30 Haziran 2019 Pazar

Bir Sanatçı Olarak Mükemmeliyetçi Olmak




Jackson Pollock, No. 5, 1948


Mükemmeliyetçi, herhangi bir alanda mükemmel olma yolunda aşırı çaba sarf eden kişi, demek TDK’nin tanımına göre ve aslında uzaktan bakıldığında çok da asil bir çaba gibi geliyor bu. Mükemmel olanı yaratmak! Fakat bana öyle geliyor ki mükemmeliyetçi olmak, derinlere inildiğinde, asil olmaktan çok uzak. Bana öyle geliyor ki, mükemmeliyetçilik, insanı yiyip bitiren bir kanser. Hatta öyle bir kanser ki bu, çoğu zaman tanımında olan “aşırı çaba”nın karşılığını bile veremiyor. Çünkü bir kere mükemmel olma baskısı insanı o an öyle aciz kılıyor ki, parmağınızı bile kıpırdatamayacak bir konuma geliyorsunuz. Ortaya kötü bir şey çıkarmaktan öyle korkuyorsunuz ki, bir kutuda kapalı kalmışsınız gibi yaşamaya başlıyorsunuz. Yanlış bir şey söylemekten korkar halde susup kalıyor, düşme korkusuyla adım atamıyorsunuz.


Normal insanlar için bile katlanılamaz olan bu durum, bir sanatçının elinde iyiden iyiye kontrolden çıkıyor. Çünkü işiniz bir şeyler üretmek, bir şeyler ortaya koymak. Fakat mükemmel olamamaktan öylesine korkuyorsunuz ki tek satır yazamıyor, tek nota çalamıyorsunuz.

Peki, nedir bizi paralize eden bu mükemmelliğe ulaşma duygusu? Kökeni nedir, neden olur? Tahminim, insanı harekete geçiren ya da olduğu yerde donmasını sağlayan tek bir duygu üzerine. Korku. Eleştirilme korkusu. Kabul edilmeme korkusu. Dışlanma korkusu. Bu korku özellikle biz sanatçılarda öyle büyüyor ki, uzun bir süre ortaya yeni bir şey koyamıyoruz. Yeni bir şeyler söyleyemiyoruz. Ya beğenilmezsek, ya acımasızca eleştirilirsek, ya… Bir sürü kıyamet senaryosu. Öyle ki, hiçbir şey söylememek, hiçbir şey üretmemek daha katlanılabilir kılıyor hayatı.

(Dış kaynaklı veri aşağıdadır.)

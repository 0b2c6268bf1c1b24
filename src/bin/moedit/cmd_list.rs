use anyhow::Result;
use std::path::PathBuf;

use moedit::Entry;

use super::util::{open_catalog, preview, print_json};

pub fn exec(path: PathBuf, offset: u32, limit: Option<u32>, json: bool) -> Result<()> {
    let catalog = open_catalog(&path)?;
    let take = limit.map(|n| n as usize).unwrap_or(usize::MAX);
    let window: Vec<&Entry> = catalog.iter().skip(offset as usize).take(take).collect();

    if json {
        return print_json(&window);
    }

    if window.is_empty() {
        println!("(no entries)");
        return Ok(());
    }
    for e in window {
        println!(
            "#{:<6} {}  =>  {}",
            e.index,
            preview(&e.original, 60),
            preview(&e.translated, 60)
        );
    }
    Ok(())
}
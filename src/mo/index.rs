//! mo/index — the two parallel string tables: N × (length i32, offset u32), LE.

use byteorder::{LittleEndian, ReadBytesExt, WriteBytesExt};
use serde::Serialize;
use std::io::{Read, Seek, SeekFrom, Write};

use crate::consts::INDEX_ENTRY_SIZE;
use crate::error::{MoError, Result, StringTable};

/// Upper bound for the up-front allocation; a lying `count` must not OOM us
/// before the first short read surfaces.
const PREALLOC_MAX: usize = 64 * 1024;

#[derive(Debug, Clone, Copy, PartialEq, Eq, Serialize)]
pub struct IndexEntry {
    /// Byte length without the trailing NUL.
    pub length: i32,
    pub offset: u32,
}

/// Seek to `at_offset` and read `count` entries in ascending index order.
pub fn parse_table<R: Read + Seek>(
    r: &mut R,
    at_offset: u32,
    count: u32,
    table: StringTable,
) -> Result<Vec<IndexEntry>> {
    r.seek(SeekFrom::Start(at_offset as u64))?;

    let mut out = Vec::with_capacity((count as usize).min(PREALLOC_MAX));
    for i in 0..count {
        let pos = at_offset as u64 + i as u64 * INDEX_ENTRY_SIZE as u64;
        let what = || format!("{} table entry #{}", table, i);
        let length = r
            .read_i32::<LittleEndian>()
            .map_err(|e| MoError::from_read(e, what(), pos))?;
        let offset = r
            .read_u32::<LittleEndian>()
            .map_err(|e| MoError::from_read(e, what(), pos + 4))?;
        out.push(IndexEntry { length, offset });
    }
    Ok(out)
}

/// Serialize entries as consecutive 8-byte pairs.
pub fn serialize_table(entries: &[IndexEntry]) -> Vec<u8> {
    let mut out = Vec::with_capacity(entries.len() * INDEX_ENTRY_SIZE as usize);
    // Vec<u8> writes are infallible
    let _ = write_table(&mut out, entries);
    out
}

pub fn write_table<W: Write>(w: &mut W, entries: &[IndexEntry]) -> Result<()> {
    for e in entries {
        w.write_i32::<LittleEndian>(e.length)?;
        w.write_u32::<LittleEndian>(e.offset)?;
    }
    Ok(())
}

Ama mükemmele ulaşmak, yani kimse tarafından eleştirilmeyeceğin noktada bir mükemmelliğe ulaşmak mümkün değil, değil mi? Çünkü herkes farklı ve herkesi memnun etmenin hiçbir yolu yok. Mükemmeliyetçi olmanın asıl sorunu da bu zaten. Bizi, yapabileceğimiz en iyi şeyi yapmaya itmiyor aslında, bizi, herkesi memnun etmeye itiyor. Fakat doğrusu, kafamızda geçen onca konuşmayı, onca fikri birilerine anlatmak için mükemmel olmalarını beklememiz gerekmediği. Bizim sadece anlatmamız gerekiyor, konuşmamız, yazmamız… İçimizden geldiği gibi. Çünkü her zaman bir yerlerde en iyi hâlimizi bile eleştiren insanlar olacağı gibi, en kötü hâlimize hayran olacak insanlar da olacak. Sırf biz yazdık diye ya da sırf bizim hissettiklerimizi hissediyorlar diye. Ve en büyük hediye de bu. Eleştirilmemek değil fakat eleştirinin gözlerinin içine korkusuzca bakarak, kendi insanlarını bulacağın umuduyla üretmeye devam etmek. Bir gün, dünyanın öteki ucunda, belki sen öldükten yüzyıllar sonra bile, birinin senin yazdıklarına, senin şarkılarına, senin çalışına güleceği, ağlayacağı, saatlerce düşüncelere dalacağı, belki sırf onlar yüzünden hayatını değiştireceği gerçeği. Bütün bunlar en acımasız eleştirilere bile göğüs germeye değmez mi? Bütün bunlar, sizden etkilenecek tek bir kişi bile olsa, tüm dünyaya karşı hikâyelerinizi anlatmanıza, içinizdekileri söylemeye değmez mi? Birine, sadece birine olsun, zamanın ve mesafelerin çok ötesinden sarılmaya, birinin onu anladığını hissettirmeye değmez mi? Bence en çok da buna değer üretmek. İçinizdeki en acımasız eleştirmene karşı da, tüm dünyaya karşı da üretmek, yalnızca ve yalnızca bunun içindir.